DANCE: Enhancing saliency maps using decoys

Authors: Yang Young Lu, Wenbo Guo, Xinyu Xing, William Stafford Noble

ICML 2021 | Conference PDF | Archive PDF | Plain Text | LLM Run Details

Reproducibility Variable Result LLM Response
Research Type Experimental To evaluate the effectiveness of DANCE, we perform extensive experiments on deep learning models that target three tasks: image classification, sentiment analysis, and network intrusion detection.
Researcher Affiliation Academia 1Department of Genome Sciences, University of Washington, Seattle, WA, USA 2College of Information Sciences and Technology, The Pennsylvania State University, State College, PA, USA 3Paul G. Allen School of Computer Science and Engineering, University of Washington, Seattle, WA, USA.
Pseudocode No The paper describes the decoy generation as an optimization problem with mathematical equations but does not present pseudocode or an algorithm block.
Open Source Code Yes The Apache licensed source code of DANCE will be available at https://bitbucket.org/noblelab/dance.
Open Datasets Yes To evaluate the effectiveness of DANCE, we first applied DANCE to randomly sampled images from the Image Net dataset (Russakovsky et al., 2015), with a pretrained VGG16 model (Simonyan & Zisserman, 2014)... To further evaluate the effectiveness of DANCE, we applied the method to randomly sampled sentences from the Stanford Sentiment Treebank (SST) (Russakovsky et al., 2015).
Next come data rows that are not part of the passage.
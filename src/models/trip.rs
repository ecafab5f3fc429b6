//! Modelo de Trip (viaje)
//!
//! El viaje es el agregado principal: posee paradas, gastos, actividades,
//! documentos, transportes y alojamientos (borrado en cascada).

use chrono::{DateTime, NaiveDate, Utc};
use rust_decimal::Decimal;
use serde::{Deserialize, Serialize};
use sqlx::FromRow;

/// Viaje principal - mapea a la tabla trips
#[derive(Debug, Clone, Serialize, FromRow)]
pub struct Trip {
    pub id: i64,
    pub name: String,
    pub start_date: NaiveDate,
    pub end_date: NaiveDate,
    pub total_budget: Decimal,
    pub spent_budget: Decimal,
    pub notes: Option<String>,
    pub created_at: DateTime<Utc>,
}

/// Datos para insertar un viaje
#[derive(Debug, Clone)]
pub struct NewTrip {
    pub name: String,
    pub start_date: NaiveDate,
    pub end_date: NaiveDate,
    pub total_budget: Decimal,
    pub notes: Option<String>,
}

/// Estado temporal del viaje respecto a una fecha de referencia
#[derive(Debug, Clone, Copy, PartialEq, Eq, Serialize, Deserialize)]
#[serde(rename_all = "lowercase")]
pub enum TripStatus {
    Upcoming,
    Active,
    Past,
}

impl TripStatus {
    pub fn classify(start: NaiveDate, end: NaiveDate, today: NaiveDate) -> Self {
        if start > today {
            TripStatus::Upcoming
        } else if end >= today {
            TripStatus::Active
        } else {
            TripStatus::Past
        }
    }
}

impl Trip {
    pub fn status_on(&self, today: NaiveDate) -> TripStatus {
        TripStatus::classify(self.start_date, self.end_date, today)
    }

    /// Presupuesto restante (puede ser negativo si se excede)
    pub fn remaining_budget(&self) -> Decimal {
        self.total_budget - self.spent_budget
    }
}

/// Conteo de registros eliminados junto con un viaje
#[derive(Debug, Clone, Default, Serialize, FromRow)]
pub struct TripChildCounts {
    pub stops: i64,
    pub expenses: i64,
    pub activities: i64,
    pub documents: i64,
    pub transports: i64,
    pub lodgings: i64,
}

impl TripChildCounts {
    pub fn total(&self) -> i64 {
        self.stops + self.expenses + self.activities + self.documents + self.transports + self.lodgings
    }
}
Dataset Splits No The paper mentions using ImageNet and SST datasets but does not explicitly provide details about specific training, validation, and test dataset splits used for its experiments.
Hardware Specification No The paper does not provide specific details about the hardware (e.g., GPU models, CPU types, memory) used for running its experiments.
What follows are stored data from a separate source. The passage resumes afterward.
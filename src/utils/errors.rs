//! Sistema de manejo de errores
//!
//! Este módulo define los tipos de error de la aplicación
//! y su conversión a respuestas HTTP apropiadas.

use axum::{
    http::StatusCode,
    response::{IntoResponse, Response},
    Json,
};
use serde_json::json;
use thiserror::Error;
use tracing::{error, warn};

use crate::sequencing::SequencingError;

/// Errores principales de la aplicación
#[derive(Error, Debug)]
pub enum AppError {
    #[error("Database error: {0}")]
    Database(#[from] sqlx::Error),

    #[error("Validation error: {0}")]
    Validation(#[from] validator::ValidationErrors),

    #[error("Validation failure: {0}")]
    ValidationFailure(String),

    #[error("Not found: {0}")]
    NotFound(String),

    #[error("Sequencing failure: {0}")]
    Sequencing(String),
}

impl From<SequencingError> for AppError {
    fn from(err: SequencingError) -> Self {
        match err {
            SequencingError::StopNotFound(id) => not_found_error("Stop", id),
            SequencingError::Failure(e) => AppError::Sequencing(e.to_string()),
        }
    }
}

/// Respuesta de error para la API
#[derive(Debug, serde::Serialize)]
struct ErrorResponse {
    success: bool,
    error: String,
    message: String,
    #[serde(skip_serializing_if = "Option::is_none")]
    details: Option<serde_json::Value>,
    code: &'static str,
}

impl AppError {
    pub fn status_code(&self) -> StatusCode {
        match self {
            AppError::Database(_) | AppError::Sequencing(_) => StatusCode::INTERNAL_SERVER_ERROR,
            AppError::Validation(_) | AppError::ValidationFailure(_) => StatusCode::BAD_REQUEST,
            AppError::NotFound(_) => StatusCode::NOT_FOUND,
        }
    }
}

impl IntoResponse for AppError {
    fn into_response(self) -> Response {
        let status = self.status_code();

        let body = match self {
            AppError::Database(e) => {
                error!("Database error: {}", e);
                ErrorResponse {
                    success: false,
                    error: e.to_string(),
                    message: "An error occurred while accessing the database".to_string(),
                    details: None,
                    code: "DB_ERROR",
                }
            }

            AppError::Validation(e) => {
                warn!("Validation error: {}", e);
                ErrorResponse {
                    success: false,
                    error: e.to_string(),
                    message: "The provided data is invalid".to_string(),
                    details: Some(json!(e)),
                    code: "VALIDATION_ERROR",
                }
            }

            AppError::ValidationFailure(msg) => {
                warn!("Validation failure: {}", msg);
                ErrorResponse {
                    success: false,
                    error: msg.clone(),
                    message: msg,
                    details: None,
                    code: "VALIDATION_ERROR",
                }
            }

            AppError::NotFound(msg) => {
                warn!("Resource not found: {}", msg);
                ErrorResponse {
                    success: false,
                    error: msg.clone(),
                    message: msg,
                    details: None,
                    code: "NOT_FOUND",
                }
            }

            AppError::Sequencing(msg) => {
                error!("Sequencing failure: {}", msg);
                ErrorResponse {
                    success: false,
                    error: msg,
                    message: "Stop order was left unchanged".to_string(),
                    details: None,
                    code: "SEQUENCING_ERROR",
                }
            }
        };

        (status, Json(body)).into_response()
    }
}

/// Función helper para crear errores de recurso no encontrado
pub fn not_found_error(resource: &str, id: impl std::fmt::Display) -> AppError {
    AppError::NotFound(format!("{} with id '{}' not found", resource, id))
}

/// Función helper para crear errores de validación sin campo asociado
pub fn validation_failure(message: &str) -> AppError {
    AppError::ValidationFailure(message.to_string())
}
Software Dependencies No The paper does not specify the version numbers of software dependencies (e.g., Python, PyTorch, CUDA, or specific libraries) used in the experiments.
Experiment Setup No The paper describes some parameters related to the DANCE framework (e.g., patch size, network layer) and evaluation metrics (e.g., K for top-K normalization) but does not provide specific training hyperparameters such as learning rates, batch sizes, or optimizer details for the deep learning models used in their experiments.